Ghana pushes through controversial tax bill
Despite protests, new VAT Act comes into effect, pushing tax up by 2.5 points
THE controversial Value Added Tax (Amendment) Bill that was approved by the Ghanaian parliament on 15 November 2013 despite a walkout by minority members, received presidential assent on 30 December and was gazetted on 31 December.
As a result, the VAT Act, 1998 (Act 546) as amended, has been repealed and replaced by the VAT Act, 2013, (Act 870) (the new VAT Act). The new VAT Act does not provide for an effective date of commencement and so became effective on 31 December 2013.
One of the most significant amendments is the increase in the standard VAT rate from 12.5% to 15%. The National Health Insurance Scheme Levy (NHIL) charged on goods and services supplied in or imported into Ghana and collected with VAT remains at 2.5%. As a result, the standard aggregate VAT and NHIL rate on the taxable supply of goods and services is increased from 15% to 17.5%.
According to guidelines on the application of the new VAT Act issued by the Ghana Revenue Authority (GRA) last month, the VAT rate on GRA VAT/NHIL invoices issued in respect of taxable supplies is to be manually adjusted from 12.5% to 15%.
Taxpayers authorised by the GRA to use their own computer-generated invoices or electronic cash registers are required to re-programme their equipment to ensure that VAT is charged at the rate of 15%. Where they are unable to use such computer-generated invoices or electronic cash receipts, they must use the manually adjusted GRA invoices as set out above.

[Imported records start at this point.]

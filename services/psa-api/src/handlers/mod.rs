//! HTTP request handlers for the PSA API.

pub mod health;
pub mod nsem;
pub mod psa;
//! Initial-state resolution.
//!
//! An initial state is either a literal value or a zero-argument producer.
//! Producers let a default be computed lazily, when the store (or feature)
//! actually starts, instead of at configuration time. Resolution applies one
//! rule everywhere: call the producer if there is one, otherwise use the
//! value as-is.

use crate::state::State;
use serde_json::Value;
use std::fmt;
use std::sync::Arc;

/// Zero-argument state producer.
pub type StateProducer = Arc<dyn Fn() -> State + Send + Sync>;

/// Initial state of a store or feature.
#[derive(Clone, Default)]
pub enum InitialState {
    /// No initial state; reducers supply their own defaults
    #[default]
    Unset,

    /// A literal state
    Value(State),

    /// A producer invoked at resolution time
    Producer(StateProducer),
}

impl InitialState {
    /// Wrap a producer closure.
    #[must_use]
    pub fn producer<F>(produce: F) -> Self
    where
        F: Fn() -> State + Send + Sync + 'static,
    {
        Self::Producer(Arc::new(produce))
    }

    /// Resolve to a concrete state.
    ///
    /// Producers are invoked on every call; callers resolve once per
    /// registration and keep the result.
    #[must_use]
    pub fn resolve(&self) -> Option<State> {
        match self {
            Self::Unset => None,
            Self::Value(state) => Some(state.clone()),
            Self::Producer(produce) => Some(produce()),
        }
    }

    /// Whether no initial state was supplied.
    #[must_use]
    pub const fn is_unset(&self) -> bool {
        matches!(self, Self::Unset)
    }
}

impl From<State> for InitialState {
    fn from(state: State) -> Self {
        Self::Value(state)
    }
}

impl From<Value> for InitialState {
    fn from(value: Value) -> Self {
        Self::Value(State::from(value))
    }
}

impl fmt::Debug for InitialState {
    fn fmt(&self, f: &mut fmt::Formatter<'_>) -> fmt::Result {
        match self {
            Self::Unset => write!(f, "InitialState::Unset"),
            Self::Value(state) => f.debug_tuple("InitialState::Value").field(state).finish(),
            Self::Producer(_) => write!(f, "InitialState::Producer(<fn>)"),
        }
    }
}

#[cfg(test)]
mod tests {
    use super::*;
    use serde_json::json;
    use std::sync::atomic::{AtomicUsize, Ordering};

    #[test]
    fn test_unset_resolves_to_none() {
        assert!(InitialState::Unset.resolve().is_none());
        assert!(InitialState::default().is_unset());
    }

    #[test]
    fn test_value_resolves_to_same_state() {
        let state = State::leaf(json!({ "a": 1 }));
        let initial = InitialState::from(state.clone());
        assert!(initial.resolve().is_some_and(|s| s.is_same(&state)));
    }

    #[test]
    fn test_producer_runs_on_resolve() {
        let calls = Arc::new(AtomicUsize::new(0));
        let counter = Arc::clone(&calls);
        let initial = InitialState::producer(move || {
            counter.fetch_add(1, Ordering::SeqCst);
            State::leaf(7)
        });

        assert_eq!(calls.load(Ordering::SeqCst), 0);
        let resolved = initial.resolve();
        assert_eq!(calls.load(Ordering::SeqCst), 1);
        assert_eq!(resolved.and_then(|s| s.as_i64()), Some(7));
    }
}
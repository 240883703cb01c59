//! Reducer composition utilities
//!
//! This module provides the pieces the store assembles its root reducer from:
//! - **`combine_reducers`**: Run one reducer per key over a composite state
//! - **`ReducerFactory`**: Turn a reducer map into a single reducer
//! - **`create_reducer_factory`**: Wrap a factory's output in meta-reducers
//! - **`create_feature_reducer_factory`**: Same, for features backed by one reducer
//!
//! # Examples
//!
//! ## Combining Reducers
//!
//! ```
//! use composable_store_core::{reducer_fn, reducer_map, Action, Reducer, State};
//! use composable_store_core::composition::combine_reducers;
//! use serde_json::json;
//!
//! let counter = reducer_fn(|state: Option<&State>, action: &Action| {
//!     let count = state.and_then(State::as_i64).unwrap_or(0);
//!     Ok(if action.is("INC") {
//!         State::leaf(count + 1)
//!     } else {
//!         state.cloned().unwrap_or_else(|| State::leaf(0))
//!     })
//! });
//! let flag = reducer_fn(|state: Option<&State>, _action: &Action| {
//!     Ok(state.cloned().unwrap_or_else(|| State::leaf(false)))
//! });
//!
//! let combined = combine_reducers(reducer_map([("counter", counter), ("flag", flag)]), None);
//! let state = combined.reduce(None, &Action::new("INC")).unwrap();
//! assert_eq!(state.to_value(), json!({ "counter": 1, "flag": false }));
//! ```
//!
//! ## Meta-reducer order
//!
//! Meta-reducers are applied left to right, so the last one in the list is
//! the outermost wrapper and sees every action first: `[m1, m2]` produces
//! `m2(m1(base))`.

use crate::action::Action;
use crate::reducer::{BoxedMetaReducer, BoxedReducer, ReduceResult, Reducer, ReducerMap};
use crate::state::State;
use smallvec::SmallVec;
use std::collections::BTreeMap;
use std::sync::Arc;

/// Combines named reducers into one reducer over a composite state.
///
/// Each reducer receives the slice stored under its own key (or `None` when
/// the slice does not exist yet). The composite is rebuilt only when at least
/// one slice changed identity; otherwise the incoming state is returned as-is,
/// so consumers can detect no-op reductions with [`State::is_same`].
///
/// When the incoming state is `None`, `initial_state` (or an empty composite)
/// is used in its place.
///
/// A rebuilt composite holds exactly the keys of `reducers`.
#[must_use]
pub fn combine_reducers(reducers: ReducerMap, initial_state: Option<State>) -> CombinedReducer {
    CombinedReducer {
        reducers,
        initial_state,
    }
}

/// A combined reducer, one sub-reducer per key.
///
/// Created by [`combine_reducers`].
pub struct CombinedReducer {
    reducers: ReducerMap,
    initial_state: Option<State>,
}

impl CombinedReducer {
    /// Keys of the combined sub-reducers.
    #[must_use]
    pub fn keys(&self) -> Vec<&str> {
        self.reducers.keys().map(String::as_str).collect()
    }
}

impl Reducer for CombinedReducer {
    fn reduce(&self, state: Option<&State>, action: &Action) -> ReduceResult {
        let state = match state {
            Some(state) => state.clone(),
            None => self.initial_state.clone().unwrap_or_default(),
        };

        let previous = state.children();
        let mut next = BTreeMap::new();
        let mut has_changed = false;

        for (key, reducer) in &self.reducers {
            let previous_slice = previous.get(key);
            let next_slice = reducer
                .reduce(previous_slice, action)
                .map_err(|err| err.in_slice(key.clone()))?;

            has_changed = has_changed || previous_slice.is_none_or(|p| !p.is_same(&next_slice));
            next.insert(key.clone(), next_slice);
        }

        if has_changed {
            Ok(State::Tree(Arc::new(next)))
        } else {
            Ok(state)
        }
    }
}

/// Substitutes a default when the incoming state is absent.
struct WithInitialState {
    reducer: BoxedReducer,
    initial_state: State,
}

impl Reducer for WithInitialState {
    fn reduce(&self, state: Option<&State>, action: &Action) -> ReduceResult {
        self.reducer
            .reduce(Some(state.unwrap_or(&self.initial_state)), action)
    }
}

/// Wrap `reducer` so that an absent state is replaced by `initial_state`.
///
/// Returns `reducer` unchanged when there is no initial state.
#[must_use]
pub fn with_initial_state(reducer: BoxedReducer, initial_state: Option<State>) -> BoxedReducer {
    match initial_state {
        Some(initial_state) => Arc::new(WithInitialState {
            reducer,
            initial_state,
        }),
        None => reducer,
    }
}

/// Apply meta-reducers left to right: the last one ends up outermost.
#[must_use]
pub fn apply_meta_reducers(reducer: BoxedReducer, meta_reducers: &[BoxedMetaReducer]) -> BoxedReducer {
    meta_reducers
        .iter()
        .fold(reducer, |inner, meta| meta.wrap(inner))
}

/// Builds one reducer out of a reducer map.
pub trait ReducerFactory: Send + Sync {
    /// Create the reducer for `reducers`, defaulting to `initial_state`.
    fn create(&self, reducers: &ReducerMap, initial_state: Option<&State>) -> BoxedReducer;
}

impl<F> ReducerFactory for F
where
    F: Fn(&ReducerMap, Option<&State>) -> BoxedReducer + Send + Sync,
{
    fn create(&self, reducers: &ReducerMap, initial_state: Option<&State>) -> BoxedReducer {
        self(reducers, initial_state)
    }
}

/// Shared, type-erased reducer factory.
pub type BoxedReducerFactory = Arc<dyn ReducerFactory>;

/// The default factory: [`combine_reducers`].
#[derive(Debug, Clone, Copy, Default)]
pub struct CombineReducers;

impl ReducerFactory for CombineReducers {
    fn create(&self, reducers: &ReducerMap, initial_state: Option<&State>) -> BoxedReducer {
        Arc::new(combine_reducers(reducers.clone(), initial_state.cloned()))
    }
}

/// A factory whose reducers are wrapped in meta-reducers.
///
/// Created by [`create_reducer_factory`].
pub struct MetaReducerFactory {
    base: BoxedReducerFactory,
    meta_reducers: SmallVec<[BoxedMetaReducer; 4]>,
}

impl MetaReducerFactory {
    /// Number of meta-reducers applied by this factory.
    #[must_use]
    pub fn meta_reducer_count(&self) -> usize {
        self.meta_reducers.len()
    }
}

impl ReducerFactory for MetaReducerFactory {
    fn create(&self, reducers: &ReducerMap, initial_state: Option<&State>) -> BoxedReducer {
        let base = self.base.create(reducers, None);
        let wrapped = apply_meta_reducers(base, &self.meta_reducers);
        with_initial_state(wrapped, initial_state.cloned())
    }
}

/// Wrap `base` so every reducer it builds passes through `meta_reducers`.
///
/// The base reducer is built first, the meta-reducers are applied in order
/// (last = outermost) and finally the initial state is substituted for an
/// absent state before the outermost meta-reducer runs.
#[must_use]
pub fn create_reducer_factory(
    base: BoxedReducerFactory,
    meta_reducers: &[BoxedMetaReducer],
) -> MetaReducerFactory {
    MetaReducerFactory {
        base,
        meta_reducers: meta_reducers.iter().cloned().collect(),
    }
}

/// Factory for features backed by a single reducer.
///
/// Created by [`create_feature_reducer_factory`].
pub struct FeatureReducerFactory {
    meta_reducers: SmallVec<[BoxedMetaReducer; 4]>,
}

impl FeatureReducerFactory {
    /// Wrap `reducer` in the feature's meta-reducers and initial state.
    #[must_use]
    pub fn create(&self, reducer: BoxedReducer, initial_state: Option<&State>) -> BoxedReducer {
        let wrapped = apply_meta_reducers(reducer, &self.meta_reducers);
        with_initial_state(wrapped, initial_state.cloned())
    }
}

/// Factory for a single feature reducer wrapped in `meta_reducers`.
#[must_use]
pub fn create_feature_reducer_factory(meta_reducers: &[BoxedMetaReducer]) -> FeatureReducerFactory {
    FeatureReducerFactory {
        meta_reducers: meta_reducers.iter().cloned().collect(),
    }
}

A second significant change effected by the new VAT Act is the reduction of the allowable period for claiming input VAT in respect of expenses incurred from three years to six months. In practice, all taxpayers who are in possession of valid VAT/NHIL invoices for input claims which are more than six months old (ie dating from before 31 July 2013) should claim such amounts in their December 2013 VAT returns, which were due for submission by 31 January 2014.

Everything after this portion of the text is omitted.